Menurut Bambang, Jakarta tetap harus dibangun karena Indonesia butuh urbanisasi. Urbanisasi dapat mempengaruhi pertumbuhan ekonomi.

Tiap 1 persen urbanisasi, lanjut Bambang, akan meningkatkan laju pertumbuhan ekonomi dunia rata-rata sebesar 3 persen. Namun di Indonesia, imbas tiap 1 persen urbanisasi hanya memberi kontribusi 1,4 persen pada pertumbuhan ekonomi. Hal ini lantaran masih buruknya layanan dasar dan infrastruktur perkotaan.

Sementara, pemindahan ibu kota negara dirancang untuk fokus membangun ekosistem pemerintahan serta beberapa bisnis pendukung. Ini dilakukan demi mencapai pemerataan ekonomi dan pembangunan yang Indonesia-sentris.

4 dari 4 halaman

Pindah Ibu Kota Telan Biaya Rp 400 Triliun, Dari Mana Uangnya?

Pemindahan ibu kota negara dari Jakarta ke daerah di luar pulau Jawa menyita perhatian. Berbagai aspek tentu harus diperhatikan agar proses pemindahan berjalan lancar, termasuk segi pembiayaan.

Pemindahan ibu kota negara menelan biaya yang tidak sedikit. Ada dua skema pemindahan yang diusulkan Bappenas, yaitu skema rightsizing dan tidak. Dengan skema rightsizing, biaya yang diperlukan sekitar Rp 323 triliun dan untuk skema non-rightsizing sekitar Rp 466 triliun.

Menteri Perencanaan Pembangunan Nasional (PPN)/Badan Pembangunan Nasional (Bappenas) Bambang Brodjonegoro menyatakan, sumber dana pemindahan ibu kota berasal dari APBN, BUMN, perusahaan swasta dan skema Kerjasama Pemerintah dan Badan Usaha (KPBU).

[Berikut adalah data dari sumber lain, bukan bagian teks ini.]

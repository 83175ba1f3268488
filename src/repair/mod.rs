//! Repair Module
//!
//! Rule-driven patch generation. Translates inspection findings into
//! literal replacement patches; application and rollback live with the
//! incident handler.

pub mod rules;

pub use rules::RepairEngine;
//! Autonomous Tester
//!
//! Runs module entry points in the sandbox and turns the outcomes into
//! test results, batch reports, and incident payloads. Batch testing
//! fans out across tasks behind a semaphore so a large module set
//! cannot exhaust the runtime.

use std::collections::HashMap;
use std::sync::{Arc, Mutex};
use std::time::Instant;

use chrono::Utc;
use serde::{Deserialize, Serialize};
use serde_json::{json, Value};
use tokio::sync::Semaphore;
use tokio::task::JoinSet;
use tracing::{error, info};

use crate::types::{Sandbox, SandboxLimits, SandboxOutcome, TestReport, TestResult};

/// Entry point invoked when testing a module.
const TEST_ENTRY: &str = "execute";

pub const DEFAULT_ANOMALY_THRESHOLD_MS: u64 = 1000;

#[derive(Clone, Debug, Serialize, Deserialize)]
pub struct ValidationReport {
    pub valid: bool,
    pub issues: Vec<String>,
}

#[derive(Clone, Debug, Serialize, Deserialize)]
pub struct AnomalyReport {
    pub anomalies: Vec<String>,
    pub has_anomaly: bool,
}

pub struct AutonomousTester {
    sandbox: Arc<dyn Sandbox>,
    limits: SandboxLimits,
    max_workers: usize,
    results: Mutex<Vec<TestResult>>,
}

impl AutonomousTester {
    pub fn new(sandbox: Arc<dyn Sandbox>, max_workers: usize) -> Self {
        AutonomousTester {
            sandbox,
            limits: SandboxLimits::default(),
            max_workers: max_workers.max(1),
            results: Mutex::new(Vec::new()),
        }
    }

    /// Run one module's `execute` entry under the standard limits.
    pub async fn test_module(&self, module_path: &str, payload: Option<&Value>) -> TestResult {
        run_one(
            self.sandbox.clone(),
            self.limits,
            module_path,
            payload.cloned(),
        )
        .await
    }

    /// Test many modules concurrently, at most `max_workers` at a time.
    /// Results arrive in completion order and are also retained on the
    /// tester for later reporting.
    pub async fn test_batch(
        &self,
        module_paths: &[String],
        payloads: Option<&HashMap<String, Value>>,
    ) -> Vec<TestResult> {
        let semaphore = Arc::new(Semaphore::new(self.max_workers));
        let mut set = JoinSet::new();

        for path in module_paths {
            let semaphore = semaphore.clone();
            let sandbox = self.sandbox.clone();
            let limits = self.limits;
            let path = path.clone();
            let payload = payloads.and_then(|m| m.get(&path)).cloned();

            set.spawn(async move {
                let _permit = match semaphore.acquire_owned().await {
                    Ok(permit) => permit,
                    Err(_) => {
                        return failed_result(&path, "test semaphore closed");
                    }
                };
                run_one(sandbox, limits, &path, payload).await
            });
        }

        let mut results = Vec::new();
        while let Some(joined) = set.join_next().await {
            match joined {
                Ok(result) => results.push(result),
                Err(e) => error!("Test task failed to join: {}", e),
            }
        }

        info!(
            "Tested {} module(s): {} passed",
            results.len(),
            results.iter().filter(|r| r.passed).count()
        );
        self.results.lock().unwrap().extend(results.iter().cloned());
        results
    }

    /// Everything tested through this instance so far.
    pub fn all_results(&self) -> Vec<TestResult> {
        self.results.lock().unwrap().clone()
    }

    /// Minimal output contract: a JSON object carrying an `ok` or
    /// `status` key, and never an error alongside `ok=true`.
    pub fn validate_output(&self, result: &Value) -> ValidationReport {
        let mut issues = Vec::new();

        if !result.is_object() {
            issues.push("Output is not a JSON object".to_string());
            return ValidationReport {
                valid: false,
                issues,
            };
        }

        if result.get("ok").is_none() && result.get("status").is_none() {
            issues.push("Missing ok/status field".to_string());
        }

        let ok = result.get("ok").and_then(Value::as_bool).unwrap_or(true);
        if field_is_truthy(result, "error") && ok {
            issues.push("Error present but ok=true".to_string());
        }

        ValidationReport {
            valid: issues.is_empty(),
            issues,
        }
    }

    /// Flag slow executions and internal timeouts.
    pub fn detect_performance_anomaly(
        &self,
        result: &TestResult,
        threshold_ms: u64,
    ) -> AnomalyReport {
        let mut anomalies = Vec::new();

        if result.duration_ms > threshold_ms as f64 {
            anomalies.push(format!(
                "Slow execution: {:.1}ms > {}ms",
                result.duration_ms, threshold_ms
            ));
        }
        if field_is_truthy(&result.details, "timeout") {
            anomalies.push("Execution timed out".to_string());
        }

        AnomalyReport {
            has_anomaly: !anomalies.is_empty(),
            anomalies,
        }
    }

    /// Summarise a batch of results.
    pub fn generate_report(&self, results: &[TestResult]) -> TestReport {
        let total = results.len();
        let passed = results.iter().filter(|r| r.passed).count();
        let failed = total - passed;
        let pass_rate = if total > 0 {
            passed as f64 / total as f64 * 100.0
        } else {
            0.0
        };
        let avg_duration_ms = if total > 0 {
            results.iter().map(|r| r.duration_ms).sum::<f64>() / total as f64
        } else {
            0.0
        };

        TestReport {
            total,
            passed,
            failed,
            pass_rate,
            avg_duration_ms,
            failures: results.iter().filter(|r| !r.passed).cloned().collect(),
        }
    }

    /// Convert a failing result into an incident payload for the
    /// engine. Timeouts rank higher than plain failures.
    pub fn create_incident(&self, result: &TestResult) -> Value {
        let severity = if field_is_truthy(&result.details, "timeout") {
            7
        } else {
            5
        };
        json!({
            "type": "module_test_failure",
            "module_id": result.module_id,
            "severity": severity,
            "details": result.details,
            "timestamp": result.timestamp,
            "action": "repair",
        })
    }
}

async fn run_one(
    sandbox: Arc<dyn Sandbox>,
    limits: SandboxLimits,
    module_path: &str,
    payload: Option<Value>,
) -> TestResult {
    let payload = payload.unwrap_or_else(|| json!({}));
    let start = Instant::now();
    let outcome = sandbox
        .run_module(module_path, TEST_ENTRY, &payload, &limits)
        .await;
    let duration_ms = start.elapsed().as_secs_f64() * 1000.0;
    result_from_outcome(module_path, &outcome, duration_ms)
}

fn result_from_outcome(module_id: &str, outcome: &SandboxOutcome, duration_ms: f64) -> TestResult {
    let details = serde_json::to_value(outcome)
        .unwrap_or_else(|_| json!({"error": "unserializable sandbox outcome"}));
    TestResult {
        module_id: module_id.to_string(),
        passed: outcome.ok,
        duration_ms,
        details,
        timestamp: Utc::now().to_rfc3339(),
    }
}

fn failed_result(module_id: &str, error: &str) -> TestResult {
    TestResult {
        module_id: module_id.to_string(),
        passed: false,
        duration_ms: 0.0,
        details: json!({"error": error}),
        timestamp: Utc::now().to_rfc3339(),
    }
}

/// Mirrors loose truthiness for protocol fields: absent, null, false,
/// and empty-string all count as unset.
fn field_is_truthy(value: &Value, key: &str) -> bool {
    match value.get(key) {
        None | Some(Value::Null) => false,
        Some(Value::Bool(b)) => *b,
        Some(Value::String(s)) => !s.is_empty(),
        Some(_) => true,
    }
}

#[cfg(test)]
mod tests {
    use super::*;
    use async_trait::async_trait;

    /// Sandbox stub returning a fixed outcome for every module.
    struct StubSandbox {
        outcome: SandboxOutcome,
    }

    #[async_trait]
    impl Sandbox for StubSandbox {
        async fn run_module(
            &self,
            _module_path: &str,
            _entry: &str,
            _payload: &Value,
            _limits: &SandboxLimits,
        ) -> SandboxOutcome {
            self.outcome.clone()
        }
    }

    fn tester_with(outcome: SandboxOutcome) -> AutonomousTester {
        AutonomousTester::new(Arc::new(StubSandbox { outcome }), 4)
    }

    fn ok_outcome() -> SandboxOutcome {
        SandboxOutcome {
            ok: true,
            result: Some(json!({"ok": true})),
            error: None,
            timeout: None,
            entry_missing: None,
        }
    }

    #[tokio::test]
    async fn test_passing_module() {
        let tester = tester_with(ok_outcome());
        let result = tester.test_module("mod.py", None).await;

        assert!(result.passed);
        assert_eq!(result.module_id, "mod.py");
        assert_eq!(result.details["ok"], json!(true));
    }

    #[tokio::test]
    async fn test_failing_module() {
        let tester = tester_with(SandboxOutcome::failure("boom".to_string()));
        let result = tester.test_module("mod.py", None).await;

        assert!(!result.passed);
        assert_eq!(result.details["error"], json!("boom"));
    }

    #[tokio::test]
    async fn test_batch_returns_every_module_and_retains_results() {
        let tester = tester_with(ok_outcome());
        let paths: Vec<String> = (0..5).map(|i| format!("m{}.py", i)).collect();

        let results = tester.test_batch(&paths, None).await;
        assert_eq!(results.len(), 5);
        assert!(results.iter().all(|r| r.passed));
        assert_eq!(tester.all_results().len(), 5);
    }

    #[test]
    fn test_validate_output_rejects_non_object() {
        let tester = tester_with(ok_outcome());
        let report = tester.validate_output(&json!([1, 2, 3]));
        assert!(!report.valid);
        assert_eq!(report.issues, vec!["Output is not a JSON object"]);
    }

    #[test]
    fn test_validate_output_requires_ok_or_status() {
        let tester = tester_with(ok_outcome());

        let report = tester.validate_output(&json!({"data": 1}));
        assert!(!report.valid);
        assert!(report.issues.contains(&"Missing ok/status field".to_string()));

        assert!(tester.validate_output(&json!({"status": "done"})).valid);
        assert!(tester.validate_output(&json!({"ok": false})).valid);
    }

    #[test]
    fn test_validate_output_flags_error_with_ok_true() {
        let tester = tester_with(ok_outcome());

        let report = tester.validate_output(&json!({"ok": true, "error": "bad"}));
        assert!(!report.valid);
        assert!(report
            .issues
            .contains(&"Error present but ok=true".to_string()));

        // ok=false alongside an error is consistent
        assert!(tester
            .validate_output(&json!({"ok": false, "error": "bad"}))
            .valid);
    }

    #[test]
    fn test_detects_slow_execution() {
        let tester = tester_with(ok_outcome());
        let result = TestResult {
            module_id: "m.py".to_string(),
            passed: true,
            duration_ms: 1500.0,
            details: json!({"ok": true}),
            timestamp: Utc::now().to_rfc3339(),
        };

        let report = tester.detect_performance_anomaly(&result, DEFAULT_ANOMALY_THRESHOLD_MS);
        assert!(report.has_anomaly);
        assert!(report.anomalies[0].starts_with("Slow execution"));
    }

    #[test]
    fn test_detects_internal_timeout() {
        let tester = tester_with(ok_outcome());
        let result = TestResult {
            module_id: "m.py".to_string(),
            passed: false,
            duration_ms: 10.0,
            details: json!({"ok": false, "timeout": true}),
            timestamp: Utc::now().to_rfc3339(),
        };

        let report = tester.detect_performance_anomaly(&result, DEFAULT_ANOMALY_THRESHOLD_MS);
        assert_eq!(report.anomalies, vec!["Execution timed out"]);
    }

    #[test]
    fn test_fast_clean_run_has_no_anomaly() {
        let tester = tester_with(ok_outcome());
        let result = TestResult {
            module_id: "m.py".to_string(),
            passed: true,
            duration_ms: 12.0,
            details: json!({"ok": true}),
            timestamp: Utc::now().to_rfc3339(),
        };

        assert!(!tester
            .detect_performance_anomaly(&result, DEFAULT_ANOMALY_THRESHOLD_MS)
            .has_anomaly);
    }

    #[test]
    fn test_incident_severity_depends_on_timeout() {
        let tester = tester_with(ok_outcome());

        let timed_out = failed_result("m.py", "x");
        let mut with_timeout = timed_out.clone();
        with_timeout.details = json!({"timeout": true});

        assert_eq!(tester.create_incident(&with_timeout)["severity"], json!(7));
        assert_eq!(tester.create_incident(&timed_out)["severity"], json!(5));
        assert_eq!(
            tester.create_incident(&timed_out)["type"],
            json!("module_test_failure")
        );
        assert_eq!(tester.create_incident(&timed_out)["action"], json!("repair"));
    }

    #[test]
    fn test_report_rates() {
        let tester = tester_with(ok_outcome());
        let mut results = vec![failed_result("a.py", "x")];
        let mut ok = failed_result("b.py", "unused");
        ok.passed = true;
        ok.duration_ms = 30.0;
        results.push(ok.clone());
        results.push(ok);

        let report = tester.generate_report(&results);
        assert_eq!(report.total, 3);
        assert_eq!(report.passed, 2);
        assert_eq!(report.failed, 1);
        assert!((report.pass_rate - 66.666).abs() < 0.01);
        assert_eq!(report.failures.len(), 1);
    }

    #[test]
    fn test_empty_report_is_all_zero() {
        let tester = tester_with(ok_outcome());
        let report = tester.generate_report(&[]);
        assert_eq!(report.total, 0);
        assert_eq!(report.pass_rate, 0.0);
        assert_eq!(report.avg_duration_ms, 0.0);
    }
}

"Adapun untuk APBN akan kita minimalkan hanya untuk membiayai infrastruktur dasar. Kami upayakan agar tidak memberatkan APBN," ujarnya di Gedung Bappenas, Senin (30/4/2019).

Sementara untuk rinciannya, APBN nantinya dialokasikan untuk membangun infrastruktur dasar seperti fasilitas kantor pemerintahan dan parlemen. Dana dari BUMN akan digunakan untuk infrastruktur utama dan fasilitas sosial.

Sementara dari skema KPBU, dana akan digunakan untuk beberapa infrastruktur utama dan fasilitas sosial. Untuk perusahaan swasta, murni dialokasikan untuk properti perumahan dan fasilitas sosial.

Rencana pemindahan ibu kota negara sendiri sudah disetujui Presiden Joko Widodo. Jokowi memilih ibu kota negara ditempatkan di luar Jawa demi pemerataan ekonomi.